Horizon ChildrenParents of young children may notice that as their child's ability to talk increases, so do the number of questions a child asks. And when parents are a little preoccupied, they may tire of answering questions but ScienceDaily.com says research conducted by the University of Michigan a few years ago found that "children are motivated by a desire for explanation."

In one study, researchers studied typical conversations that children from ages 2 to 4 had with family members and visitors at home. In another, they followed conversations that children ages 3 to 5 had in a laboratory. The studies used small numbers of children so they cannot be used to predict the behavior of all children but they did highlight interesting things about the way children try to get information.

Overall "…the researchers found that children seem to be more satisfied when they receive an explanatory answer than when they do not." The children's response to an explanation was to agree or ask a follow-up question. When they didn't get an explanation, the tended to repeat their question or give an "alternative explanation."

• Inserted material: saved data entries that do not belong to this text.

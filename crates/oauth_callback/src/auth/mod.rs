//! OAuth protocol pieces: state decoding, PKCE material, token exchange and
//! config resolution.

pub mod config;
pub mod exchange;
pub mod pkce;
pub mod state;

use thiserror::Error;

/// Terminal failure taxonomy for the callback flow.
///
/// Every variant resolves to a redirect carrying `oauth_error=<code>`; nothing
/// here is ever surfaced to the browser as a raised fault. The enum is
/// exhaustive on purpose: the top-level catch-all is the `Internal` transition,
/// not a blanket handler, so the full set of outcomes stays reviewable.
#[derive(Debug, Clone, PartialEq, Eq, Error)]
pub enum OAuthError {
    /// The provider itself sent an `error` query parameter; its code is passed
    /// through to the frontend unchanged.
    #[error("provider returned error '{0}'")]
    Provider(String),

    #[error("no authorization code in callback")]
    NoCode,

    #[error("no state parameter in callback")]
    NoState,

    /// State blob failed base64, UTF-8 or JSON decoding. Sub-causes are
    /// deliberately collapsed so parsing internals never leak into the
    /// redirect URL.
    #[error("state parameter could not be decoded")]
    InvalidState,

    /// State decoded cleanly but carried no PKCE verifier.
    #[error("state parameter has no code verifier")]
    NoVerifier,

    /// Token endpoint rejected the exchange with a parseable error code
    /// (e.g. `invalid_grant`), passed through to the frontend.
    #[error("token exchange rejected: '{0}'")]
    Exchange(String),

    /// Token endpoint rejected the exchange and the error body was not
    /// parseable JSON.
    #[error("token exchange failed with unparseable error body")]
    TokenExchangeFailed,

    /// Transport-level failure reaching the provider: timeout, DNS,
    /// connection reset.
    #[error("network failure reaching token endpoint")]
    NetworkError,

    /// Provider answered 2xx but the body had no access token.
    #[error("token response contained no access token")]
    NoToken,

    /// Anything unanticipated, including config resolver failure.
    #[error("internal error handling callback")]
    Internal,
}

impl OAuthError {
    /// The `oauth_error` query value the frontend receives.
    pub fn code(&self) -> &str {
        match self {
            Self::Provider(code) | Self::Exchange(code) => code,
            Self::NoCode => "no_code",
            Self::NoState => "no_state",
            Self::InvalidState => "invalid_state",
            Self::NoVerifier => "no_verifier",
            Self::TokenExchangeFailed => "token_exchange_failed",
            Self::NetworkError => "network_error",
            Self::NoToken => "no_token",
            Self::Internal => "internal_error",
        }
    }
}
//! Card metadata read from the rendered block.

use chrono::Utc;
use scraper::{Html, Selector};
use serde::{Deserialize, Serialize};

/// Author, tags and timestamps shown alongside a card.
#[derive(Debug, Clone, Serialize, Deserialize, PartialEq, Eq)]
#[serde(rename_all = "camelCase")]
pub struct CardMeta {
    pub uid: String,
    pub username: String,
    pub page_links: Vec<String>,
    /// Epoch milliseconds
    pub edit_time: i64,
    /// Epoch milliseconds
    pub create_time: i64,
}

impl CardMeta {
    /// Read metadata from the first elements carrying the host's `data-*`
    /// attributes. Missing or malformed values fall back to defaults: the
    /// user becomes `"Unknown"`, page links become empty and timestamps
    /// become the current time.
    pub fn from_html(html: &str, uid: impl Into<String>) -> Self {
        let doc = Html::parse_fragment(html);
        let attr = |name: &str| first_attr(&doc, name);
        let now = Utc::now().timestamp_millis();

        let username = attr("data-edit-display-name")
            .filter(|name| !name.trim().is_empty())
            .unwrap_or_else(|| "Unknown".to_string());

        let page_links = attr("data-page-links")
            .and_then(|raw| match serde_json::from_str::<Vec<String>>(&raw) {
                Ok(links) => Some(links),
                Err(e) => {
                    log::warn!("Ignoring malformed page links {:?}: {}", raw, e);
                    None
                }
            })
            .unwrap_or_default();

        let timestamp = |raw: Option<String>| {
            raw.and_then(|t| t.trim().parse::<i64>().ok())
                .unwrap_or(now)
        };

        Self {
            uid: uid.into(),
            username,
            page_links,
            edit_time: timestamp(attr("data-edit-time")),
            create_time: timestamp(attr("data-create-time")),
        }
    }

    /// Download name for the rendered card image.
    pub fn file_name(&self) -> String {
        format!("{}-{}.png", self.username, self.uid)
    }
}

fn first_attr(doc: &Html, name: &str) -> Option<String> {
    let selector = Selector::parse(&format!("[{}]", name)).ok()?;
    doc.select(&selector)
        .next()
        .and_then(|el| el.value().attr(name))
        .map(str::to_string)
}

The researchers found that young children really do "want to get to the bottom of things" and they are not simply talking to keep the conversation going. While a tired parent may not see the difference between a child repeating the same question or asking a new one, the latter response may indicate that the child is satisfied with the initial answer but still want to know more.

One writer responded to this research on a Washington Post blog: "At first blush, this seems utterly self-evident, but I think back on the "why"-based conversations that I've had, and it felt like most of them weren't about information-seeking."

You may not be able to provide answers that prevent your child from saying "Why?" repeatedly but you may be able to think more patiently about these conversations if you know that your child is using his or her limited vocabulary to seek answers about the world.